WHAT IS EXPECTED: In the listing that follows, the range to quote begins at the line that has "self.saves.push(payload);" and ends after the line that has "let out = api.export_as(format)?;"; quote it verbatim and add nothing.

--------------------

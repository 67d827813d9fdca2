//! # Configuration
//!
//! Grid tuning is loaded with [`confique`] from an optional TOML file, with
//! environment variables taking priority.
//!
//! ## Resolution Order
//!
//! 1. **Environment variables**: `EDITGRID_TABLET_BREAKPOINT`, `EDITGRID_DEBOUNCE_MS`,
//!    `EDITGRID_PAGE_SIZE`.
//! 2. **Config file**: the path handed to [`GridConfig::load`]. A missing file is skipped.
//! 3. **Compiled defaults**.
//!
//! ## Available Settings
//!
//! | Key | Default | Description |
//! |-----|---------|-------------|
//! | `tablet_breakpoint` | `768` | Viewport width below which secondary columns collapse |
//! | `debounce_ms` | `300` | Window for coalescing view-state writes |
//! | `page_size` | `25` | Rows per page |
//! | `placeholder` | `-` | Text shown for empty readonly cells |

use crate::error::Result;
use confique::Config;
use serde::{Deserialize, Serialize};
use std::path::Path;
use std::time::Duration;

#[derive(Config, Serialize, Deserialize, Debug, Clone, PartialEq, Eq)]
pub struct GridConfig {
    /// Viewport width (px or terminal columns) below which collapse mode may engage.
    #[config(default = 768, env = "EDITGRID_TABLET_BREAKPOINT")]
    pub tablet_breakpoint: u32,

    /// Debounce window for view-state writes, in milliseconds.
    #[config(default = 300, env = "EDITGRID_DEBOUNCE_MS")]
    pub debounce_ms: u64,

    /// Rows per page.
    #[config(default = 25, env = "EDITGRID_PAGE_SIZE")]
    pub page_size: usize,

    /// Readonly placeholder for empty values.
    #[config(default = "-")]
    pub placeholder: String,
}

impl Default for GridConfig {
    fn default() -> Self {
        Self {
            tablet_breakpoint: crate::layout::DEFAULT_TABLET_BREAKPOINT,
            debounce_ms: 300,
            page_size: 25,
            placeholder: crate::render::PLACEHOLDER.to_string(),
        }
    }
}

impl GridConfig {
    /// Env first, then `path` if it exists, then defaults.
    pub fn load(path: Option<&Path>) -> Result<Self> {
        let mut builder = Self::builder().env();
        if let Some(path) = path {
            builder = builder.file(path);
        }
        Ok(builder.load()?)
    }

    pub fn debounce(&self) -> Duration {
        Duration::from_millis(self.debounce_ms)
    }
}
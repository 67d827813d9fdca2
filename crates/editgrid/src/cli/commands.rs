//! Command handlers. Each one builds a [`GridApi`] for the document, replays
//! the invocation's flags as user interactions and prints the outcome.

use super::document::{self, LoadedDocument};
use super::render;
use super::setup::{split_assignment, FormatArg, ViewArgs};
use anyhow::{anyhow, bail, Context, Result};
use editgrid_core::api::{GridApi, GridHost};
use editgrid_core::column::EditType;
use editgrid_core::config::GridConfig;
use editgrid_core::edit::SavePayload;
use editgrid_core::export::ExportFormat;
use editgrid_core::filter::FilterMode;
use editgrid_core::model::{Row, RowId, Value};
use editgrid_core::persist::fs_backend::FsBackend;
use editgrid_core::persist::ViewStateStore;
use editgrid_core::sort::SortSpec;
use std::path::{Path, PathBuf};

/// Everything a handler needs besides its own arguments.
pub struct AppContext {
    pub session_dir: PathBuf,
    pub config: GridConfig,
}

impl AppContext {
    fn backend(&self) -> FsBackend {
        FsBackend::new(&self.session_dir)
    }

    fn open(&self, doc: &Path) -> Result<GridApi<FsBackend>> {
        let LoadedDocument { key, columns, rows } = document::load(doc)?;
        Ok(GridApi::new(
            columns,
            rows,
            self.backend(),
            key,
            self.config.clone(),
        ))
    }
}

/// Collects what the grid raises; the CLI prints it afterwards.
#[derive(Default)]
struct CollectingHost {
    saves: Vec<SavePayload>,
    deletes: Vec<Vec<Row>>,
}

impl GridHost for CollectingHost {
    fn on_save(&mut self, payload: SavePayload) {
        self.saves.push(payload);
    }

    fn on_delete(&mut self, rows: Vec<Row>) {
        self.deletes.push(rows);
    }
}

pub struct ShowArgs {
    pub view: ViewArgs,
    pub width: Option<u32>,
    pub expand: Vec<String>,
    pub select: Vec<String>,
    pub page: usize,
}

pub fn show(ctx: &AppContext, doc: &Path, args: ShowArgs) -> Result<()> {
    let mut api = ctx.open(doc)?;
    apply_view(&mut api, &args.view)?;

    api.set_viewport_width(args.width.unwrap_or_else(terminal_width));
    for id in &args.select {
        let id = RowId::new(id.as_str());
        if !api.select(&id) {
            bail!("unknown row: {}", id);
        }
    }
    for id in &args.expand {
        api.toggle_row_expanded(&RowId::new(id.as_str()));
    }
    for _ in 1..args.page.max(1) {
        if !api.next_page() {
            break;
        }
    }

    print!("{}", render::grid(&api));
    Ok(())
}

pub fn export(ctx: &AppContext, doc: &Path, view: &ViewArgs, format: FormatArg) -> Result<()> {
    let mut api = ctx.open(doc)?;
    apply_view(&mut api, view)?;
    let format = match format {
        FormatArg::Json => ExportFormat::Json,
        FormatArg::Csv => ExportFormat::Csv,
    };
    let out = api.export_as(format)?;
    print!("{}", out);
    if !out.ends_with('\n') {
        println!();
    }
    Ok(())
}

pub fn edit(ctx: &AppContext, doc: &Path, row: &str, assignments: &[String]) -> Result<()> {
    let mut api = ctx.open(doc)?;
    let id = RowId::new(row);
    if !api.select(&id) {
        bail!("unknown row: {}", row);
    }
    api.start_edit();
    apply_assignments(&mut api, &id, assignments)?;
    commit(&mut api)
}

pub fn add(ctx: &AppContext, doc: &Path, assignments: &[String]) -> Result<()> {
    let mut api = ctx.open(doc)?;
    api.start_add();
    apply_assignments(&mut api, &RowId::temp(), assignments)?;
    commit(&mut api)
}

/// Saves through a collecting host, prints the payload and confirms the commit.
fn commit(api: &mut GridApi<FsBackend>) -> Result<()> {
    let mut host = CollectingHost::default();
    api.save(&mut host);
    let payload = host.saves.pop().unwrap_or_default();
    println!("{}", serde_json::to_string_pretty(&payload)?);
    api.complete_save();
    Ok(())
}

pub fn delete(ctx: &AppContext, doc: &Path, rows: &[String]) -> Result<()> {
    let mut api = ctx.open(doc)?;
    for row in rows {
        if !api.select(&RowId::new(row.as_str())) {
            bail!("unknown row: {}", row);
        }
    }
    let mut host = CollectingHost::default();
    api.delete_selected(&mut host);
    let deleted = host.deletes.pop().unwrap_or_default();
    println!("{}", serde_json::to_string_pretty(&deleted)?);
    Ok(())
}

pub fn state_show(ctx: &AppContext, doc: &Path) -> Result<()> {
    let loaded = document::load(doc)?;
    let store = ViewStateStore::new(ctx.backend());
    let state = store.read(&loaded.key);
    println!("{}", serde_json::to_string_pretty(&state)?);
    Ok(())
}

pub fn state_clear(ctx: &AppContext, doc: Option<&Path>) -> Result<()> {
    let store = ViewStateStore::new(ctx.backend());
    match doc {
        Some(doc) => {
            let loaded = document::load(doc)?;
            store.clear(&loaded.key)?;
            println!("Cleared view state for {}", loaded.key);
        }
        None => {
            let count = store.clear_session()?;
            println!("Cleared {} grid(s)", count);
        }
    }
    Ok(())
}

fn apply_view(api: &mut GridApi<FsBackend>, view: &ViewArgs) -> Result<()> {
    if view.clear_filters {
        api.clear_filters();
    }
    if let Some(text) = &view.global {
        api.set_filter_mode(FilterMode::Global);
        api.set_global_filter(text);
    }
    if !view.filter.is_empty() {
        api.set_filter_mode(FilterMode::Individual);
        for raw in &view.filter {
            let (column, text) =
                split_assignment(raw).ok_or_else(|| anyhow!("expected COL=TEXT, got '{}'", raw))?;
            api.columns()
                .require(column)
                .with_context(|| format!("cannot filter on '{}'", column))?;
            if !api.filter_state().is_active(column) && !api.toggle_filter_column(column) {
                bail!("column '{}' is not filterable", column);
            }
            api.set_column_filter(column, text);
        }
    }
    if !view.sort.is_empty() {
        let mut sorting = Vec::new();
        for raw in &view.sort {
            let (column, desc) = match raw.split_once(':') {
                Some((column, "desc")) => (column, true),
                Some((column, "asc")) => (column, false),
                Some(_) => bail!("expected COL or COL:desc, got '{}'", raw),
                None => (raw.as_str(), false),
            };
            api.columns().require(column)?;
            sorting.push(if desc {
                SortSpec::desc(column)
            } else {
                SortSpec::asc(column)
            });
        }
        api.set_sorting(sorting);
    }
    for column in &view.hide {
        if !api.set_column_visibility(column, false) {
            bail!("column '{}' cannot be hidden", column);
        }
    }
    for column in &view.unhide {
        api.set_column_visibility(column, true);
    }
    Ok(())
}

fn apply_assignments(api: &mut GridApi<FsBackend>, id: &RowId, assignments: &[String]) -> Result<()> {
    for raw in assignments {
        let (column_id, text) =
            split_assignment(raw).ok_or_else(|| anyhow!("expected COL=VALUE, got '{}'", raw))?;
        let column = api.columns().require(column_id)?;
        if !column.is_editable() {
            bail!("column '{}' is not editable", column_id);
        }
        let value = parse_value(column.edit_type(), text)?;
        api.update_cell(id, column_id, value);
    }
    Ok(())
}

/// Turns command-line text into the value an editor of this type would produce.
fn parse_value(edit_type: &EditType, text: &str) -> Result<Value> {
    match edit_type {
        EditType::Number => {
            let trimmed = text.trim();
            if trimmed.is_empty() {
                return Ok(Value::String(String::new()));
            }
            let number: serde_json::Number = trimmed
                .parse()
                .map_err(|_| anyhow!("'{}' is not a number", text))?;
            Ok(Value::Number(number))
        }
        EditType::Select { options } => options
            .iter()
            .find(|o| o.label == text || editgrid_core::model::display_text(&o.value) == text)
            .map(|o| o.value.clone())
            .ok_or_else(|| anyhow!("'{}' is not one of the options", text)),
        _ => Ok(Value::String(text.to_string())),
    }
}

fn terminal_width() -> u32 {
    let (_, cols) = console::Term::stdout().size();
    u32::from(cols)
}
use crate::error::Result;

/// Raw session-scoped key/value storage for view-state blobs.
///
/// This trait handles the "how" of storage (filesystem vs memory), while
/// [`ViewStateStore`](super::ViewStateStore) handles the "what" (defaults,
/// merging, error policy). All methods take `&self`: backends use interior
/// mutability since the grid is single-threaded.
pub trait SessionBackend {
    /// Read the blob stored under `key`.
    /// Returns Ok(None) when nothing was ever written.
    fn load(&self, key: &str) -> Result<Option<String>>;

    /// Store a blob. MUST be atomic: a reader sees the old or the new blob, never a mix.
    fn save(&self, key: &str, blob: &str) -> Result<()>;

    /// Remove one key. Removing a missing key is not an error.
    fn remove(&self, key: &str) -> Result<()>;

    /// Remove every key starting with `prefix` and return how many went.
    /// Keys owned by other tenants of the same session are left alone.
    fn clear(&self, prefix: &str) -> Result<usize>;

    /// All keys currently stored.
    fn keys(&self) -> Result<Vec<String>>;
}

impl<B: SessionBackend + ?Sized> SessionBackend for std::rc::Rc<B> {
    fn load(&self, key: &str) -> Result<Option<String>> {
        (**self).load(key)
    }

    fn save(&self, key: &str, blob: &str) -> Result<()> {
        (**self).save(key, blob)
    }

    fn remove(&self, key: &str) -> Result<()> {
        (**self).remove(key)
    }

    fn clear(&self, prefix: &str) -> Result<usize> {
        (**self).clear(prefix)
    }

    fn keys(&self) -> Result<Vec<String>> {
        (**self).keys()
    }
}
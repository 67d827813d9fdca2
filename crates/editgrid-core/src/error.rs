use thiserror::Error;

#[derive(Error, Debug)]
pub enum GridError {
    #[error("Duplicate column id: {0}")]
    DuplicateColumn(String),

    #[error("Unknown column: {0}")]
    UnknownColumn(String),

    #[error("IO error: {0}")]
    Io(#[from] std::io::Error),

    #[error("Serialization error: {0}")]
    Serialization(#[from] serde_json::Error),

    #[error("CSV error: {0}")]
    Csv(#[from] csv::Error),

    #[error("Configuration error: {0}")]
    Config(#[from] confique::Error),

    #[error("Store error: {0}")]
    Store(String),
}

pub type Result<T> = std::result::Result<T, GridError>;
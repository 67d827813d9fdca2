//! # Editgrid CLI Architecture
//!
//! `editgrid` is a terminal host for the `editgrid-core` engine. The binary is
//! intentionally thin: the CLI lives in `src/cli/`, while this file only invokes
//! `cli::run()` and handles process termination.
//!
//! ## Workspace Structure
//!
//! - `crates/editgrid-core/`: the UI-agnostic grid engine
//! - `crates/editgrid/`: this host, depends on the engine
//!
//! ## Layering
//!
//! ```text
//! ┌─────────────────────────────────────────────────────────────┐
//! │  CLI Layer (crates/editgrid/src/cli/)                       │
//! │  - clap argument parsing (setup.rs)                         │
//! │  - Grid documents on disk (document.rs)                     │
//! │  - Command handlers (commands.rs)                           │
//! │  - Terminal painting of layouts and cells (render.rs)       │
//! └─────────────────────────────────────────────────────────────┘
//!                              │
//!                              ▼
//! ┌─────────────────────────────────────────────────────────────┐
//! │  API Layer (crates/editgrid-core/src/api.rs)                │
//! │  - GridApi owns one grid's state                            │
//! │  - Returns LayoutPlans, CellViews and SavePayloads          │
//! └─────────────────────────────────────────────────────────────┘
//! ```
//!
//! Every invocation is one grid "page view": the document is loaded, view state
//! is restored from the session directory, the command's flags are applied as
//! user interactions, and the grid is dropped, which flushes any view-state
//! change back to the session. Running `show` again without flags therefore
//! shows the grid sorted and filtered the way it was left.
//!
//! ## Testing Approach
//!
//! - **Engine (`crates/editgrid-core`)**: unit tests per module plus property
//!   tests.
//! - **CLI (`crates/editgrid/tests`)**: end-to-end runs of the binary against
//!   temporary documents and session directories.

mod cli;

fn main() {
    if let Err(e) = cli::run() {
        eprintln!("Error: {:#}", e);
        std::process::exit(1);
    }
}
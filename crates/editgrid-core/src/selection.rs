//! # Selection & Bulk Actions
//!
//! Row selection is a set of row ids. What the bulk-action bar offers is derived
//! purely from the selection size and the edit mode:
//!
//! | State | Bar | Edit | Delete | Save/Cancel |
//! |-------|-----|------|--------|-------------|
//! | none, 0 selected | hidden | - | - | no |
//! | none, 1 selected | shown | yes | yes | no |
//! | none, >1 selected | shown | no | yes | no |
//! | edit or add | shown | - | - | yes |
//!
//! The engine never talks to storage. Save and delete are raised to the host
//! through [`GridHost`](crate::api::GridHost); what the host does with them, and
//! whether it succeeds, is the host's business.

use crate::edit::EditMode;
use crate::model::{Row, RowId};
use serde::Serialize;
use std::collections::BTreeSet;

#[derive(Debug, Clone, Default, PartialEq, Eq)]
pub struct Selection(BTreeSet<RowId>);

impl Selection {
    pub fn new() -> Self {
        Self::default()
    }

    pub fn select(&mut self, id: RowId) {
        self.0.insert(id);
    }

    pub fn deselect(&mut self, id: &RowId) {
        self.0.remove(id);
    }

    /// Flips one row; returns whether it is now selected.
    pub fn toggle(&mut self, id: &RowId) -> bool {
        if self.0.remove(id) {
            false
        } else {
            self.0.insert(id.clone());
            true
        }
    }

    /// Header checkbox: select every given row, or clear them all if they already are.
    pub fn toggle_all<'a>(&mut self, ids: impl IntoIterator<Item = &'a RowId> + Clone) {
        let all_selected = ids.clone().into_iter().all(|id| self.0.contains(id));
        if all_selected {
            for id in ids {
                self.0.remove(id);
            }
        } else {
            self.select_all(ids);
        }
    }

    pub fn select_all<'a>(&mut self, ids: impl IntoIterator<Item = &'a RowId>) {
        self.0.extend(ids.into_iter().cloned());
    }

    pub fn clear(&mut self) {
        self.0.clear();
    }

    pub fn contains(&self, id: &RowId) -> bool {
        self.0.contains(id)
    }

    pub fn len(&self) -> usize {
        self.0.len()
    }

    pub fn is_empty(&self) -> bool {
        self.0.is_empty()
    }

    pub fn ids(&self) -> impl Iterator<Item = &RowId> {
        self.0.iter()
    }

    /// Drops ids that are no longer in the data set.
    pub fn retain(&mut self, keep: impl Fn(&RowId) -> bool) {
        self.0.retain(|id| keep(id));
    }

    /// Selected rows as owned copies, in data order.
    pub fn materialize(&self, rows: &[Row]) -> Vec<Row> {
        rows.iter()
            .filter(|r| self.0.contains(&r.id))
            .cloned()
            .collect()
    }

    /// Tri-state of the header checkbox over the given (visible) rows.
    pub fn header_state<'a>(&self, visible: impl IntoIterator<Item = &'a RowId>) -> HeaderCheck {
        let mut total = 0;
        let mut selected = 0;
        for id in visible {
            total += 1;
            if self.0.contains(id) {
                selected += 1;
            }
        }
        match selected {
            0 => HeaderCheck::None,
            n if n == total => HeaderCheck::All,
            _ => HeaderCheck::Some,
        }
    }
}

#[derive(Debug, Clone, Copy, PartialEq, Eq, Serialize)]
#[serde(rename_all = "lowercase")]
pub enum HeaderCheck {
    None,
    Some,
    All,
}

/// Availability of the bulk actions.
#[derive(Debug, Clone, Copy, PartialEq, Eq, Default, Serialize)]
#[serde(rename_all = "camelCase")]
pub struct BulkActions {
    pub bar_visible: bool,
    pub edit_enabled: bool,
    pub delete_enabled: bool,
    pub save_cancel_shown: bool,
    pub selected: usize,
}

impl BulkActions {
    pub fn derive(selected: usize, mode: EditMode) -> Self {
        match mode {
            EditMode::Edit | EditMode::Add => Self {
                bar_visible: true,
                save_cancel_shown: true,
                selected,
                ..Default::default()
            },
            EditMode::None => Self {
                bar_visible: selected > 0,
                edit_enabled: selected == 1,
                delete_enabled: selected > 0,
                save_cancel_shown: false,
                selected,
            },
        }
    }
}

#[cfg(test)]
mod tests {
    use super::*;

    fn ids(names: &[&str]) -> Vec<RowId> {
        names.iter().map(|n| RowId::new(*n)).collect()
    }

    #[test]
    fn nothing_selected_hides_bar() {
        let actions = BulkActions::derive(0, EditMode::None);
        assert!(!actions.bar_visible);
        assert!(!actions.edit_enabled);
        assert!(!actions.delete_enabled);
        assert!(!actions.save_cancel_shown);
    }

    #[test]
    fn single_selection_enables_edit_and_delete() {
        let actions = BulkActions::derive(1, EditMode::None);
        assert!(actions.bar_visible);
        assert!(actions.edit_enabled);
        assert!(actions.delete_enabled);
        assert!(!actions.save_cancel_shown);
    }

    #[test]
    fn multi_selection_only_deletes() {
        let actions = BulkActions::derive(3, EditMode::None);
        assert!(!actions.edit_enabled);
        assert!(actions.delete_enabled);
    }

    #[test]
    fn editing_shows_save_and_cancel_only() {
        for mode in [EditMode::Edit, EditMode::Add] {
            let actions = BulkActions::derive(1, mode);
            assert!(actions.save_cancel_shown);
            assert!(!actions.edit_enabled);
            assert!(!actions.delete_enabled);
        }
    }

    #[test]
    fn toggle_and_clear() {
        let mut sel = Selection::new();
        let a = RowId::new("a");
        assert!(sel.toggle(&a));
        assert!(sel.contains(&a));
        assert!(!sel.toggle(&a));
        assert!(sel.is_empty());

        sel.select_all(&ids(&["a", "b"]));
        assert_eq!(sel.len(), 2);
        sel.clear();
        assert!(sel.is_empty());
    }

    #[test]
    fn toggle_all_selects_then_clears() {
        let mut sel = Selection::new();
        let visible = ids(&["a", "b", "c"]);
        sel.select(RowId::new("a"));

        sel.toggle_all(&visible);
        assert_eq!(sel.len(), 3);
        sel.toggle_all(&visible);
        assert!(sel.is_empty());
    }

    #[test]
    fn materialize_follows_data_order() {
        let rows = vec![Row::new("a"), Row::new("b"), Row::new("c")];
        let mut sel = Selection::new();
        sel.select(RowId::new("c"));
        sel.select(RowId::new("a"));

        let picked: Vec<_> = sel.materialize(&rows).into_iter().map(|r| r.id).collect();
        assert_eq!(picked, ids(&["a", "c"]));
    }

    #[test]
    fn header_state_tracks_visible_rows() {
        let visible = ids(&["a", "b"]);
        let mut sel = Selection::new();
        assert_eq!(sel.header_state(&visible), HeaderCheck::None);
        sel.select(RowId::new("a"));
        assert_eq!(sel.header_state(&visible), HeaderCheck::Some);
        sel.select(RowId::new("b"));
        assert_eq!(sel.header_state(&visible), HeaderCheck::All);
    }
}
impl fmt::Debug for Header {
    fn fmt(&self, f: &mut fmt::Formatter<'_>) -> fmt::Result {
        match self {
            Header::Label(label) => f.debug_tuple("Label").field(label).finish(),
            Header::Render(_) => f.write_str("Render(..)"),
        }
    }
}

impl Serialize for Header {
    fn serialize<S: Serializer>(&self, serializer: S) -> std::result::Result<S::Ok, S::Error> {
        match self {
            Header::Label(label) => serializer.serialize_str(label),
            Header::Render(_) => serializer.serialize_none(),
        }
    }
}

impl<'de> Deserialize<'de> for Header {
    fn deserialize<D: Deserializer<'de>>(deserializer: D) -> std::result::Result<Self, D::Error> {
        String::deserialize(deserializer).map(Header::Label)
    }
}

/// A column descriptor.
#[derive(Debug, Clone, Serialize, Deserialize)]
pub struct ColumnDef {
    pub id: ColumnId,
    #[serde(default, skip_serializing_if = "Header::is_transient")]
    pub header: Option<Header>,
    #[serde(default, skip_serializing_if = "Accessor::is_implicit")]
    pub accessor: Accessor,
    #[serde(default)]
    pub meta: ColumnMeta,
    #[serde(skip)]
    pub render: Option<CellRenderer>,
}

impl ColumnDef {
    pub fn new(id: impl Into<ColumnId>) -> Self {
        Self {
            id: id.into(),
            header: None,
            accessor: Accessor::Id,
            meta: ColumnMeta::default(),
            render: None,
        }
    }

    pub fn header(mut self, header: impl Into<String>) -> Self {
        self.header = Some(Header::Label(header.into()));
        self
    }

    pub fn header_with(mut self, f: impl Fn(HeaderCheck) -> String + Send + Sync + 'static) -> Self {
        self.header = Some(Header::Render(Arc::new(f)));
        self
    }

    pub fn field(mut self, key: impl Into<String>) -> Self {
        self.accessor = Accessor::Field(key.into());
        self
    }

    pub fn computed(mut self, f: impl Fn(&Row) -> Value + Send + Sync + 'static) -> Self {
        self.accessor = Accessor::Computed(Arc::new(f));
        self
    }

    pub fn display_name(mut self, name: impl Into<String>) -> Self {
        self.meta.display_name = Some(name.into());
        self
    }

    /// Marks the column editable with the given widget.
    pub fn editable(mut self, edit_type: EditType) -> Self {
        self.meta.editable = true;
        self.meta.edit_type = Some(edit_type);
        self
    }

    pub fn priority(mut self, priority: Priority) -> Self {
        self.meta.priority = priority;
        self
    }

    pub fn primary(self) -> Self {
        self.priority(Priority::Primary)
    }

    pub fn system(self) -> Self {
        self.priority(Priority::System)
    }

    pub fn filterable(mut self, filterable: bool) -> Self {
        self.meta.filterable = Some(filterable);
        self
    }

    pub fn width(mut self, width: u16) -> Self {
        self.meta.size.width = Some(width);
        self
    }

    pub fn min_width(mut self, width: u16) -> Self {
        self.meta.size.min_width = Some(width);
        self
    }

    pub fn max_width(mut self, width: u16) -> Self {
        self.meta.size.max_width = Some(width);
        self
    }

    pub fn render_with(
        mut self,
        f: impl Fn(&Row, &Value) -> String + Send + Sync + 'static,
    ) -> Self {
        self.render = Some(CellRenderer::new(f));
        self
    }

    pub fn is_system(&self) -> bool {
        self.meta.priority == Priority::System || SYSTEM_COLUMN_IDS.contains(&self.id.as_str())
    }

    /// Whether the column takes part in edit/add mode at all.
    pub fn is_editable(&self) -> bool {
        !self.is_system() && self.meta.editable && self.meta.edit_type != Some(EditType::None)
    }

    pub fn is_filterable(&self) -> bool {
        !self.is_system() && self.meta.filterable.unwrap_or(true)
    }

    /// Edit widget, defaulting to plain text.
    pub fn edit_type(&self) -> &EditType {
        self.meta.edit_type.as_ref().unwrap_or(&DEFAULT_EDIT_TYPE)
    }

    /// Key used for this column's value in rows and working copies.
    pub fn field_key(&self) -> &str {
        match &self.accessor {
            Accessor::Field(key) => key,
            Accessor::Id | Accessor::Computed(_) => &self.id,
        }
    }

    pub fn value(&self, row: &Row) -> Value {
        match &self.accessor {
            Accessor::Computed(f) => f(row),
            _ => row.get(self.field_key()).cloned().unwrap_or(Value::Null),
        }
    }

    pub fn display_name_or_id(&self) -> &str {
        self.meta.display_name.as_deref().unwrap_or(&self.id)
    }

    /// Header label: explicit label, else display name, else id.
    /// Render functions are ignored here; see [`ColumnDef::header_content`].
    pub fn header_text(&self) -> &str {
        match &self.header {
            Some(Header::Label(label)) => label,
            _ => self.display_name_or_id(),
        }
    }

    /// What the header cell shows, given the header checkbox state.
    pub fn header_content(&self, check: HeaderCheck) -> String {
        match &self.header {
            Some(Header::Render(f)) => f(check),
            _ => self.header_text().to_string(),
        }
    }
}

--------------------

SOLUTION TO THIS PROBLEM:
        self.saves.push(payload);
    }

    fn on_delete(&mut self, rows: Vec<Row>) {
        self.deletes.push(rows);
    }
}

pub struct ShowArgs {
    pub view: ViewArgs,
    pub width: Option<u32>,
    pub expand: Vec<String>,
    pub select: Vec<String>,
    pub page: usize,
}

pub fn show(ctx: &AppContext, doc: &Path, args: ShowArgs) -> Result<()> {
    let mut api = ctx.open(doc)?;
    apply_view(&mut api, &args.view)?;

    api.set_viewport_width(args.width.unwrap_or_else(terminal_width));
    for id in &args.select {
        let id = RowId::new(id.as_str());
        if !api.select(&id) {
            bail!("unknown row: {}", id);
        }
    }
    for id in &args.expand {
        api.toggle_row_expanded(&RowId::new(id.as_str()));
    }
    for _ in 1..args.page.max(1) {
        if !api.next_page() {
            break;
        }
    }

    print!("{}", render::grid(&api));
    Ok(())
}

pub fn export(ctx: &AppContext, doc: &Path, view: &ViewArgs, format: FormatArg) -> Result<()> {
    let mut api = ctx.open(doc)?;
    apply_view(&mut api, view)?;
    let format = match format {
        FormatArg::Json => ExportFormat::Json,
        FormatArg::Csv => ExportFormat::Csv,
    };
    let out = api.export_as(format)?;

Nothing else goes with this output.